Pour compléter ce portrait, celle qui naquit d’un père syrien et d’une mère grecque fut élevée dans un couvent français !
L’exposition en 2016 à l’Institut du monde Arabe connut un beau succès. Sa facture y est pour beaucoup, qu’on pourrait qualifier de vive et naïve. Rien qui rebute ou offusque les regards les moins avertis. On pourrait aussi évoquer à son sujet un Nicolas de Staël aux formes simplifiées, les perspectives et les vibrations en moins, ou un Poliakoff qui aurait éclairé sa palette. Ses formes sont élémentaires et immédiatement perceptibles, qu’il s’agisse de bouquets, de paysages ou de compositions plus abstraites. On pourrait encore parler de simplicité savante, ou d’immédiateté contrôlée .
Elle intervint enfin comme une illustratrice raffinée et sobre, éclairant en particulier la prose de l’immense poète grec Odysseas Elytis***.
Le mont Tamalpaïs est une montagne d’apparence et d’élévation modestes (787 mètres d’altitude) située dans le comté de Marin, au nord de San Francisco. Des fenêtres de sa maison de Sausalito où elle résida de longues années, Etel Adnan pouvait la contempler à loisir. Jusqu’à en être pleinement imprégnée, comme d’une ombre amie, une figure et une présence tutélaires.
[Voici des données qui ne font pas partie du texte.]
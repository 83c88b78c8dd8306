//! Media sources handed to the player.

use crate::asset::MediaDescriptor;
use crate::datasource::{ByteStream, DataSource, DataSourceFactory, DataSpec};
use crate::error::Result;
use bytes::Bytes;
use std::sync::Arc;

/// Produces one [`MediaSource`] per playback session.
#[derive(Clone)]
pub struct MediaSourceFactory {
    descriptor: MediaDescriptor,
    data_source_factory: Arc<dyn DataSourceFactory>,
}

impl MediaSourceFactory {
    pub fn new(descriptor: MediaDescriptor, data_source_factory: Arc<dyn DataSourceFactory>) -> Self {
        Self {
            descriptor,
            data_source_factory,
        }
    }

    pub fn descriptor(&self) -> &MediaDescriptor {
        &self.descriptor
    }

    pub fn create_media_source(&self) -> MediaSource {
        MediaSource {
            descriptor: self.descriptor.clone(),
            data_source: self.data_source_factory.create_data_source(),
        }
    }
}

/// A descriptor bound to the data source that reads its bytes.
pub struct MediaSource {
    descriptor: MediaDescriptor,
    data_source: Box<dyn DataSource>,
}

impl MediaSource {
    pub fn descriptor(&self) -> &MediaDescriptor {
        &self.descriptor
    }

    pub fn data_source(&self) -> &dyn DataSource {
        self.data_source.as_ref()
    }

    fn spec(&self, position: u64, length: Option<u64>) -> DataSpec {
        DataSpec::new(self.descriptor.uri.clone())
            .with_position(position)
            .with_length(length)
    }

    /// Stream `length` bytes (or to the end) of the descriptor's URI from `position`.
    pub async fn open(&self, position: u64, length: Option<u64>) -> Result<ByteStream> {
        self.data_source.open(&self.spec(position, length)).await
    }

    /// Read `length` bytes (or to the end) of the descriptor's URI from `position`.
    pub async fn read(&self, position: u64, length: Option<u64>) -> Result<Bytes> {
        self.data_source.read(&self.spec(position, length)).await
    }
}
//! Storage Location Abstraction
//!
//! The platform context the core needs to place its on-disk cache. Hosts
//! report an app-scoped external directory (may be unavailable, e.g. when
//! removable storage is unmounted) and an internal directory that always
//! exists.

use std::path::PathBuf;

/// Platform storage context
///
/// - Android: `getExternalFilesDir(null)` / `getFilesDir()`
/// - Desktop: user data directory / home-based fallback
/// - Tests: explicit temporary directories
///
/// # Example
///
/// ```ignore
/// use bridge_traits::storage::StorageContext;
///
/// fn cache_root(ctx: &dyn StorageContext) -> PathBuf {
///     ctx.external_files_dir().unwrap_or_else(|| ctx.files_dir())
/// }
/// ```
pub trait StorageContext: Send + Sync {
    /// Application-scoped external storage directory, if currently available.
    fn external_files_dir(&self) -> Option<PathBuf>;

    /// Internal application directory. Always available.
    fn files_dir(&self) -> PathBuf;
}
Au point qu’un jour où on lui demanda quelle était la personne la plus importante qu’elle ait jamais rencontrée, elle répondit : « une montagne ». Et de conclure : « Tamalpaïs était au centre de mon être. »
D’où le nombre conséquent de peintures et de croquis qu’elle en fit. Cette monomanie du motif, cette application à reproduire quelques lignes ou aplats de couleur dans les variations de la lumière, rappellent les rapports que Cézanne (elle en parle en toute fin du livre) entretint avec la montagne Sainte-Victoire, ou en matière littéraire le travail de Nicolas Pesquès, qui depuis une quarantaine d’années interroge « La face Nord de Juliau », entreprise qui jusqu’à aujourd’hui a donné naissance à 7 ouvrages****.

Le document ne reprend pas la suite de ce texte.